Can anyone see what I am likely doing wrong in this value_template?
Maybe I missed it but nothing seems wrong with it. Paste it into the Template Editor and, starting from the end of the template, remove each filter in succession until you start seeing results. That will help narrow down which filter is the culprit.
definedError: 'mappingproxy object' has no attribute 'current_power_w'
I interpret this error message as saying that not all sensors which have a unit_of_measurement of “W” have an attribute of current_power_w - which is certainly true. My conclusion is that I should try setting up a group and iterating round it (I think I saw a method for that somewhere else on the forum.)
Very happy to - although that conversion comes ‘for free’ with the Lightwave sockets and lightswitches. Each device has a current W and kWh and resets at the end of each month which I just use templates to add up. There are some reliability difficulties with some of the devices but nearly all work. I’ll write a longer post describing the other bits in a bit.
Although it took a while to do, there is definitely no rocket science here.
In outline (and ignoring the complication that I am having to do it separately for two parts of the property), I
Used LightwaveRF Gen 2 light switches and sockets around the house.
Created a group for the sockets and switches in groups.yaml
Create template sensors to add up the power and the consumption
Used the standard gauge card to display the template numbers
Used auto-entities and the flex-table card for the long form display.

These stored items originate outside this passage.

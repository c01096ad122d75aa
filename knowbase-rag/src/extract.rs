//! Plain-text extraction from uploaded files.
//!
//! Only the interface matters to the engine; [`FileTextExtractor`] covers the
//! text-based formats and rejects the rest.

use std::path::Path;

use tracing::debug;

use crate::error::{RagError, Result};

/// File types accepted for upload. [`FileTextExtractor`] handles all but
/// `pdf`, which needs a custom [`TextExtractor`].
pub const SUPPORTED_FILE_TYPES: &[&str] = &["pdf", "txt", "json", "md"];

/// Lowercased extension of `path`, if it has one.
pub fn file_type_of(path: &Path) -> Option<String> {
    path.extension().and_then(|ext| ext.to_str()).map(str::to_ascii_lowercase)
}

/// Produces plain text from a file.
pub trait TextExtractor: Send + Sync {
    /// Extract the text of `path`, whose type is `file_type`.
    ///
    /// # Errors
    ///
    /// [`RagError::ExtractionError`] if the file cannot be read or its type
    /// is not handled.
    fn extract_text(&self, path: &Path, file_type: &str) -> Result<String>;
}

/// Extracts `txt`, `md` and `json` files.
///
/// JSON is re-serialised with indentation so that keys and values chunk
/// cleanly. Markdown is kept as raw text.
#[derive(Debug, Clone, Copy, Default)]
pub struct FileTextExtractor;

fn extraction_error(path: &Path, message: impl Into<String>) -> RagError {
    RagError::ExtractionError { path: path.display().to_string(), message: message.into() }
}

impl TextExtractor for FileTextExtractor {
    fn extract_text(&self, path: &Path, file_type: &str) -> Result<String> {
        debug!(path = %path.display(), file_type, "extracting text");
        let read = || std::fs::read_to_string(path).map_err(|e| extraction_error(path, e.to_string()));

        match file_type {
            "txt" | "md" => read(),
            "json" => {
                let value: serde_json::Value =
                    serde_json::from_str(&read()?).map_err(|e| extraction_error(path, format!("invalid JSON: {e}")))?;
                serde_json::to_string_pretty(&value).map_err(|e| extraction_error(path, e.to_string()))
            }
            other => Err(extraction_error(path, format!("no text extractor for file type '{other}'"))),
        }
    }
}

#[cfg(test)]
mod tests {
    use super::*;

    #[test]
    fn json_is_pretty_printed() {
        let dir = tempfile::tempdir().unwrap();
        let path = dir.path().join("data.json");
        std::fs::write(&path, r#"{"a":1}"#).unwrap();
        let text = FileTextExtractor.extract_text(&path, "json").unwrap();
        assert_eq!(text, "{\n  \"a\": 1\n}");
    }

    #[test]
    fn pdf_is_not_handled() {
        let err = FileTextExtractor.extract_text(Path::new("report.pdf"), "pdf").unwrap_err();
        assert!(matches!(err, RagError::ExtractionError { .. }));
    }

    #[test]
    fn missing_file_is_an_extraction_error() {
        let err = FileTextExtractor.extract_text(Path::new("/nonexistent/notes.txt"), "txt").unwrap_err();
        assert!(matches!(err, RagError::ExtractionError { .. }));
    }

    #[test]
    fn file_type_is_lowercased_extension() {
        assert_eq!(file_type_of(Path::new("Notes.MD")).as_deref(), Some("md"));
        assert_eq!(file_type_of(Path::new("README")), None);
    }
}
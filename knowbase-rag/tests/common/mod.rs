//! Deterministic embedding providers for tests.

#![allow(dead_code)]

use std::path::Path;
use std::sync::Arc;
use std::sync::atomic::{AtomicBool, AtomicUsize, Ordering};

use async_trait::async_trait;
use knowbase_rag::{EmbeddingProvider, RagConfig, RagError, Result, RetrievalEngine};

pub const DIM: usize = 64;

fn bucket(s: &str) -> usize {
    // FNV-1a
    let mut hash: u64 = 0xcbf2_9ce4_8422_2325;
    for byte in s.bytes() {
        hash ^= u64::from(byte);
        hash = hash.wrapping_mul(0x0100_0000_01b3);
    }
    (hash % DIM as u64) as usize
}

/// Embeds text as counts of hashed character unigrams and trigrams.
///
/// All components are non-negative, so cosine scores lie in `[0, 1]`, and
/// texts sharing characters score above zero.
pub fn embed_text(text: &str) -> Vec<f32> {
    let mut vector = vec![0.0; DIM];
    let chars: Vec<char> = text.to_lowercase().chars().collect();
    for c in &chars {
        vector[bucket(&c.to_string())] += 1.0;
    }
    for window in chars.windows(3) {
        let gram: String = window.iter().collect();
        vector[bucket(&gram)] += 1.0;
    }
    vector
}

/// Hash embedder that counts its calls and can be told to fail or to emit
/// NaN components.
#[derive(Default)]
pub struct TestEmbedder {
    pub calls: AtomicUsize,
    pub fail: AtomicBool,
    pub nan: AtomicBool,
}

impl TestEmbedder {
    pub fn new() -> Arc<Self> {
        Arc::new(Self::default())
    }

    pub fn set_failing(&self, fail: bool) {
        self.fail.store(fail, Ordering::SeqCst);
    }

    pub fn set_nan(&self, nan: bool) {
        self.nan.store(nan, Ordering::SeqCst);
    }

    pub fn call_count(&self) -> usize {
        self.calls.load(Ordering::SeqCst)
    }
}

#[async_trait]
impl EmbeddingProvider for TestEmbedder {
    async fn embed(&self, text: &str) -> Result<Vec<f32>> {
        self.calls.fetch_add(1, Ordering::SeqCst);
        if self.fail.load(Ordering::SeqCst) {
            return Err(RagError::EmbeddingError { provider: "test".into(), message: "quota exceeded".into() });
        }
        let mut vector = embed_text(text);
        if self.nan.load(Ordering::SeqCst) {
            vector[0] = f32::NAN;
        }
        Ok(vector)
    }

    fn dimensions(&self) -> usize {
        DIM
    }

    fn name(&self) -> &str {
        "test"
    }
}

/// Returns vectors one element too short.
pub struct ShortVectorEmbedder;

#[async_trait]
impl EmbeddingProvider for ShortVectorEmbedder {
    async fn embed(&self, _text: &str) -> Result<Vec<f32>> {
        Ok(vec![1.0; DIM - 1])
    }

    fn dimensions(&self) -> usize {
        DIM
    }
}

pub fn config(dir: &Path) -> RagConfig {
    RagConfig::builder()
        .store_path(dir.join("store"))
        .dimension(DIM)
        .chunk_size(200)
        .chunk_overlap(20)
        .top_k(5)
        .build()
        .unwrap()
}

pub async fn open(dir: &Path, embedder: Arc<TestEmbedder>) -> RetrievalEngine {
    RetrievalEngine::open(config(dir), embedder).await.unwrap()
}
//! Layered CLI settings: TOML file, then environment and flags.

use std::path::{Path, PathBuf};
use std::sync::Arc;

use anyhow::{Context, Result, bail};
use knowbase_rag::gemini::GeminiEmbeddingProvider;
use knowbase_rag::openai::OpenAIEmbeddingProvider;
use knowbase_rag::{EmbeddingProvider, RagConfig, SimilarityMetric};
use serde::Deserialize;

/// Which embedding service backs the store.
#[derive(Debug, Clone, Copy, Default, PartialEq, Eq, Deserialize, clap::ValueEnum)]
#[serde(rename_all = "lowercase")]
pub enum ProviderKind {
    #[default]
    Gemini,
    #[value(name = "openai")]
    OpenAi,
}

/// Embedding provider settings from the `[embedding]` table.
#[derive(Debug, Clone, Default, PartialEq, Deserialize)]
#[serde(default)]
pub struct EmbeddingSettings {
    pub provider: ProviderKind,
    pub model: Option<String>,
    /// OpenAI-compatible server URL.
    pub base_url: Option<String>,
}

/// Contents of a `knowbase.toml` file.
///
/// ```toml
/// store_path = "vector_db"
/// dimension = 768
/// chunk_size = 1000
///
/// [embedding]
/// provider = "gemini"
/// ```
#[derive(Debug, Clone, Default, PartialEq, Deserialize)]
#[serde(default)]
pub struct Settings {
    #[serde(flatten)]
    pub rag: RagConfig,
    pub embedding: EmbeddingSettings,
}

/// Values given on the command line or through `KNOWBASE_*` variables.
/// Each one that is set wins over the file.
#[derive(Debug, Clone, Default)]
pub struct Overrides {
    pub store_path: Option<PathBuf>,
    pub dimension: Option<usize>,
    pub metric: Option<SimilarityMetric>,
    pub chunk_size: Option<usize>,
    pub chunk_overlap: Option<usize>,
    pub provider: Option<ProviderKind>,
    pub model: Option<String>,
    pub base_url: Option<String>,
}

impl Settings {
    /// Read settings from `path`, or start from defaults when no file is given.
    pub fn load(path: Option<&Path>) -> Result<Self> {
        let Some(path) = path else {
            return Ok(Self::default());
        };
        let raw = std::fs::read_to_string(path).with_context(|| format!("failed to read {}", path.display()))?;
        toml::from_str(&raw).with_context(|| format!("invalid config file {}", path.display()))
    }

    pub fn apply(mut self, overrides: Overrides) -> Self {
        let Overrides { store_path, dimension, metric, chunk_size, chunk_overlap, provider, model, base_url } =
            overrides;
        if let Some(v) = store_path {
            self.rag.store_path = v;
        }
        if let Some(v) = dimension {
            self.rag.dimension = v;
        }
        if let Some(v) = metric {
            self.rag.metric = v;
        }
        if let Some(v) = chunk_size {
            self.rag.chunk_size = v;
        }
        if let Some(v) = chunk_overlap {
            self.rag.chunk_overlap = v;
        }
        if let Some(v) = provider {
            self.embedding.provider = v;
        }
        if model.is_some() {
            self.embedding.model = model;
        }
        if base_url.is_some() {
            self.embedding.base_url = base_url;
        }
        self
    }

    /// Build the configured provider, sized to the store dimension.
    ///
    /// API keys come from `GEMINI_API_KEY` / `OPENAI_API_KEY`.
    pub fn embedding_provider(&self) -> Result<Arc<dyn EmbeddingProvider>> {
        let dimension = self.rag.dimension;
        let provider: Arc<dyn EmbeddingProvider> = match self.embedding.provider {
            ProviderKind::Gemini => {
                if self.embedding.base_url.is_some() {
                    bail!("base_url is only supported for the openai provider");
                }
                let mut provider = GeminiEmbeddingProvider::from_env()?;
                if let Some(model) = &self.embedding.model {
                    provider = provider.with_model(model);
                }
                if provider.dimensions() != dimension {
                    provider = provider.with_output_dimensionality(dimension);
                }
                Arc::new(provider)
            }
            ProviderKind::OpenAi => {
                let mut provider = OpenAIEmbeddingProvider::from_env()?.with_dimensions(dimension);
                if let Some(model) = &self.embedding.model {
                    provider = provider.with_model(model);
                }
                if let Some(url) = &self.embedding.base_url {
                    provider = provider.with_base_url(url);
                }
                Arc::new(provider)
            }
        };
        Ok(provider)
    }
}

#[cfg(test)]
mod tests {
    use super::*;

    #[test]
    fn file_values_fill_in_over_defaults() {
        let dir = tempfile::tempdir().unwrap();
        let path = dir.path().join("knowbase.toml");
        std::fs::write(
            &path,
            r#"
store_path = "/srv/kb"
chunk_size = 500
metric = "inner_product"

[embedding]
provider = "openai"
model = "text-embedding-3-large"
"#,
        )
        .unwrap();

        let settings = Settings::load(Some(&path)).unwrap();
        assert_eq!(settings.rag.store_path, PathBuf::from("/srv/kb"));
        assert_eq!(settings.rag.chunk_size, 500);
        assert_eq!(settings.rag.chunk_overlap, 100);
        assert_eq!(settings.rag.metric, SimilarityMetric::InnerProduct);
        assert_eq!(settings.embedding.provider, ProviderKind::OpenAi);
        assert_eq!(settings.embedding.model.as_deref(), Some("text-embedding-3-large"));
    }

    #[test]
    fn overrides_win_over_file() {
        let settings = Settings::default().apply(Overrides {
            store_path: Some(PathBuf::from("elsewhere")),
            dimension: Some(256),
            provider: Some(ProviderKind::OpenAi),
            ..Overrides::default()
        });
        assert_eq!(settings.rag.store_path, PathBuf::from("elsewhere"));
        assert_eq!(settings.rag.dimension, 256);
        assert_eq!(settings.rag.top_k, 5);
        assert_eq!(settings.embedding.provider, ProviderKind::OpenAi);
    }

    #[test]
    fn missing_file_is_an_error() {
        let dir = tempfile::tempdir().unwrap();
        assert!(Settings::load(Some(&dir.path().join("absent.toml"))).is_err());
    }

    #[test]
    fn unknown_provider_is_rejected() {
        let err = toml::from_str::<Settings>("[embedding]\nprovider = \"cohere\"\n");
        assert!(err.is_err());
    }
}
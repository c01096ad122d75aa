//! Crash-safe paired snapshots of the vector index and metadata store.
//!
//! A store directory holds numbered generations. Each generation is two
//! files, `index-<gen>.json` and `metadata-<gen>.json`, sharing one
//! [`SnapshotHeader`]. The `CURRENT` manifest names the committed
//! generation and is only ever replaced by an atomic rename, so both files
//! of a generation become visible together or not at all:
//!
//! ```text
//! stage:  index-<n>.json.tmp ─fsync─▶ index-<n>.json
//!         metadata-<n>.json.tmp ─fsync─▶ metadata-<n>.json  (fsync dir)
//! commit: CURRENT.tmp ─fsync─▶ CURRENT  (fsync dir, drop older generations)
//! ```
//!
//! A crash before the `CURRENT` rename leaves the previous generation in
//! place; leftover files from the failed attempt are ignored by
//! [`PersistenceManager::load`] and removed by the next commit.

use std::collections::BTreeMap;
use std::fs::{self, File};
use std::io::{BufReader, BufWriter, Write};
use std::path::{Path, PathBuf};

use serde::de::DeserializeOwned;
use serde::{Deserialize, Serialize};
use tracing::{debug, info, warn};

use crate::document::{ChunkId, ChunkRecord, DocumentEntry};
use crate::error::{RagError, Result};
use crate::index::{SimilarityMetric, VectorIndex};
use crate::metadata::MetadataStore;
use crate::store::StoreState;

/// Bumped whenever the on-disk layout changes incompatibly.
pub const FORMAT_VERSION: u32 = 1;

const MANIFEST_FILE: &str = "CURRENT";
const TMP_SUFFIX: &str = ".tmp";

/// Header written into both artifacts of a generation.
#[derive(Debug, Clone, PartialEq, Serialize, Deserialize)]
pub struct SnapshotHeader {
    pub format_version: u32,
    pub generation: u64,
    pub dimension: usize,
    pub metric: SimilarityMetric,
    pub chunk_count: usize,
}

#[derive(Debug, Serialize, Deserialize)]
struct Manifest {
    format_version: u32,
    generation: u64,
}

#[derive(Serialize)]
struct IndexFileOut<'a> {
    header: &'a SnapshotHeader,
    vectors: Vec<IndexEntryOut<'a>>,
}

#[derive(Serialize)]
struct IndexEntryOut<'a> {
    id: ChunkId,
    vector: &'a [f32],
}

#[derive(Deserialize)]
struct IndexFileIn {
    header: SnapshotHeader,
    vectors: Vec<IndexEntryIn>,
}

#[derive(Deserialize)]
struct IndexEntryIn {
    id: ChunkId,
    vector: Vec<f32>,
}

#[derive(Serialize)]
struct MetadataFileOut<'a> {
    header: &'a SnapshotHeader,
    next_chunk_id: u64,
    documents: &'a BTreeMap<String, DocumentEntry>,
    chunks: Vec<ChunkEntryOut<'a>>,
}

#[derive(Serialize)]
struct ChunkEntryOut<'a> {
    id: ChunkId,
    #[serde(flatten)]
    record: &'a ChunkRecord,
}

#[derive(Deserialize)]
struct MetadataFileIn {
    header: SnapshotHeader,
    next_chunk_id: u64,
    documents: BTreeMap<String, DocumentEntry>,
    chunks: Vec<ChunkEntryIn>,
}

#[derive(Deserialize)]
struct ChunkEntryIn {
    id: ChunkId,
    #[serde(flatten)]
    record: ChunkRecord,
}

fn index_file_name(generation: u64) -> String {
    format!("index-{generation}.json")
}

fn metadata_file_name(generation: u64) -> String {
    format!("metadata-{generation}.json")
}

/// Generation number encoded in a snapshot file name, if it is one.
fn generation_of(file_name: &str) -> Option<u64> {
    let stem = file_name.strip_suffix(TMP_SUFFIX).unwrap_or(file_name).strip_suffix(".json")?;
    let number = stem.strip_prefix("index-").or_else(|| stem.strip_prefix("metadata-"))?;
    number.parse().ok()
}

fn with_tmp_suffix(path: &Path) -> PathBuf {
    let mut name = path.as_os_str().to_os_string();
    name.push(TMP_SUFFIX);
    PathBuf::from(name)
}

/// Write `value` as JSON to `<path>.tmp`, fsync it, then rename it to `path`.
fn write_durably<T: Serialize>(path: &Path, value: &T) -> Result<()> {
    let tmp_path = with_tmp_suffix(path);
    let file = File::create(&tmp_path)?;
    let mut writer = BufWriter::new(file);
    serde_json::to_writer(&mut writer, value)?;
    writer.flush()?;
    writer.get_ref().sync_all()?;
    fs::rename(&tmp_path, path)?;
    Ok(())
}

#[cfg(unix)]
fn sync_dir(dir: &Path) -> Result<()> {
    File::open(dir)?.sync_all()?;
    Ok(())
}

#[cfg(not(unix))]
fn sync_dir(_dir: &Path) -> Result<()> {
    Ok(())
}

fn read_json<T: DeserializeOwned>(path: &Path) -> Result<T> {
    let file = File::open(path)
        .map_err(|e| RagError::CorruptStore(format!("cannot open {}: {e}", path.display())))?;
    serde_json::from_reader(BufReader::new(file))
        .map_err(|e| RagError::CorruptStore(format!("cannot parse {}: {e}", path.display())))
}

/// Reads and writes paired snapshots in one store directory.
///
/// The manager holds no store data; it only serialises a [`StoreState`] it
/// is handed and rebuilds one on [`load`](Self::load).
#[derive(Debug, Clone)]
pub struct PersistenceManager {
    dir: PathBuf,
}

impl PersistenceManager {
    pub fn new(dir: impl Into<PathBuf>) -> Self {
        Self { dir: dir.into() }
    }

    pub fn dir(&self) -> &Path {
        &self.dir
    }

    /// Generation named by `CURRENT`, or `None` for a fresh directory.
    pub fn current_generation(&self) -> Result<Option<u64>> {
        let path = self.dir.join(MANIFEST_FILE);
        if !path.exists() {
            return Ok(None);
        }
        let manifest: Manifest = read_json(&path)?;
        if manifest.format_version != FORMAT_VERSION {
            return Err(RagError::CorruptStore(format!(
                "unsupported snapshot format {} (expected {FORMAT_VERSION})",
                manifest.format_version
            )));
        }
        Ok(Some(manifest.generation))
    }

    /// Stage and commit a new generation.
    pub fn save(&self, state: &StoreState) -> Result<u64> {
        self.stage(state)?.commit()
    }

    /// Write both artifacts of the next generation without publishing them.
    ///
    /// Until [`StagedSnapshot::commit`] runs, [`load`](Self::load) keeps
    /// returning the previously committed generation.
    pub fn stage(&self, state: &StoreState) -> Result<StagedSnapshot> {
        fs::create_dir_all(&self.dir)?;
        let generation = self.current_generation()?.map_or(1, |g| g + 1);

        let index = state.index();
        let metadata = state.metadata();
        let header = SnapshotHeader {
            format_version: FORMAT_VERSION,
            generation,
            dimension: index.dimension(),
            metric: index.metric(),
            chunk_count: index.len(),
        };

        let index_out = IndexFileOut {
            header: &header,
            vectors: index.iter().map(|(id, vector)| IndexEntryOut { id, vector }).collect(),
        };
        write_durably(&self.dir.join(index_file_name(generation)), &index_out)?;

        let metadata_out = MetadataFileOut {
            header: &header,
            next_chunk_id: state.next_chunk_id(),
            documents: metadata.documents(),
            chunks: metadata.chunks().iter().map(|(id, record)| ChunkEntryOut { id: *id, record }).collect(),
        };
        write_durably(&self.dir.join(metadata_file_name(generation)), &metadata_out)?;
        // Both renames must be durable before CURRENT can name them.
        sync_dir(&self.dir)?;

        debug!(dir = %self.dir.display(), generation, chunk_count = header.chunk_count, "staged snapshot");
        Ok(StagedSnapshot { dir: self.dir.clone(), generation })
    }

    /// Load the committed generation.
    ///
    /// Returns `Ok(None)` if nothing has ever been committed here.
    ///
    /// # Errors
    ///
    /// [`RagError::CorruptStore`] if the snapshot is unreadable or its two
    /// halves disagree. There is no partial recovery.
    pub fn load(&self) -> Result<Option<StoreState>> {
        let Some(generation) = self.current_generation()? else {
            return Ok(None);
        };

        let index_file: IndexFileIn = read_json(&self.dir.join(index_file_name(generation)))?;
        let metadata_file: MetadataFileIn = read_json(&self.dir.join(metadata_file_name(generation)))?;

        let header = index_file.header;
        if header != metadata_file.header {
            return Err(RagError::CorruptStore(format!(
                "index header {header:?} does not match metadata header {:?}",
                metadata_file.header
            )));
        }
        if header.generation != generation {
            return Err(RagError::CorruptStore(format!(
                "manifest names generation {generation} but files carry {}",
                header.generation
            )));
        }
        if index_file.vectors.len() != header.chunk_count || metadata_file.chunks.len() != header.chunk_count {
            return Err(RagError::CorruptStore(format!(
                "header declares {} chunks but found {} vectors and {} records",
                header.chunk_count,
                index_file.vectors.len(),
                metadata_file.chunks.len()
            )));
        }

        let mut index = VectorIndex::new(header.dimension, header.metric);
        for entry in index_file.vectors {
            index
                .insert(entry.id, entry.vector)
                .map_err(|e| RagError::CorruptStore(format!("bad vector in generation {generation}: {e}")))?;
        }

        let mut chunks = BTreeMap::new();
        for entry in metadata_file.chunks {
            if chunks.insert(entry.id, entry.record).is_some() {
                return Err(RagError::CorruptStore(format!("duplicate chunk record {}", entry.id)));
            }
        }
        let metadata = MetadataStore::from_parts(metadata_file.documents, chunks)?;
        let state = StoreState::from_parts(index, metadata, metadata_file.next_chunk_id)?;

        info!(
            dir = %self.dir.display(),
            generation,
            chunk_count = state.index().len(),
            document_count = state.metadata().document_count(),
            "loaded snapshot"
        );
        Ok(Some(state))
    }
}

/// A generation written to disk but not yet named by `CURRENT`.
///
/// Dropping it without calling [`commit`](Self::commit) abandons the
/// generation; the files are cleaned up by the next successful commit.
#[derive(Debug)]
#[must_use = "a staged snapshot is invisible until committed"]
pub struct StagedSnapshot {
    dir: PathBuf,
    generation: u64,
}

impl StagedSnapshot {
    pub fn generation(&self) -> u64 {
        self.generation
    }

    /// Atomically publish this generation and remove older ones.
    pub fn commit(self) -> Result<u64> {
        let manifest = Manifest { format_version: FORMAT_VERSION, generation: self.generation };
        write_durably(&self.dir.join(MANIFEST_FILE), &manifest)?;
        sync_dir(&self.dir)?;
        self.remove_stale_files();
        debug!(dir = %self.dir.display(), generation = self.generation, "committed snapshot");
        Ok(self.generation)
    }

    fn remove_stale_files(&self) {
        let entries = match fs::read_dir(&self.dir) {
            Ok(entries) => entries,
            Err(e) => {
                warn!(dir = %self.dir.display(), error = %e, "cannot list store directory for cleanup");
                return;
            }
        };
        for entry in entries.flatten() {
            let name = entry.file_name();
            let Some(name) = name.to_str() else { continue };
            let stale = match generation_of(name) {
                Some(generation) => generation != self.generation || name.ends_with(TMP_SUFFIX),
                None => name == format!("{MANIFEST_FILE}{TMP_SUFFIX}"),
            };
            if stale {
                if let Err(e) = fs::remove_file(entry.path()) {
                    warn!(file = name, error = %e, "failed to remove stale snapshot file");
                }
            }
        }
    }
}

Added a power clamp to get a grand total power number and created a template sensor which is the difference between the clamp value and the total of the switches and sockets. This represents the power which is not being consumed via a LightWave socket or switch.
HI Andrew,
I dont know if i will do exactly the same as you…
I have two different Gauge Outputs from my PV Systems. They are mesured by two different Smartmeters. Is it possible to collect it in ONE Gauge? Im not able to do it.
One shows energy 5 kWh the other shows 7kWh so I would like to see ONE with 12 kWh.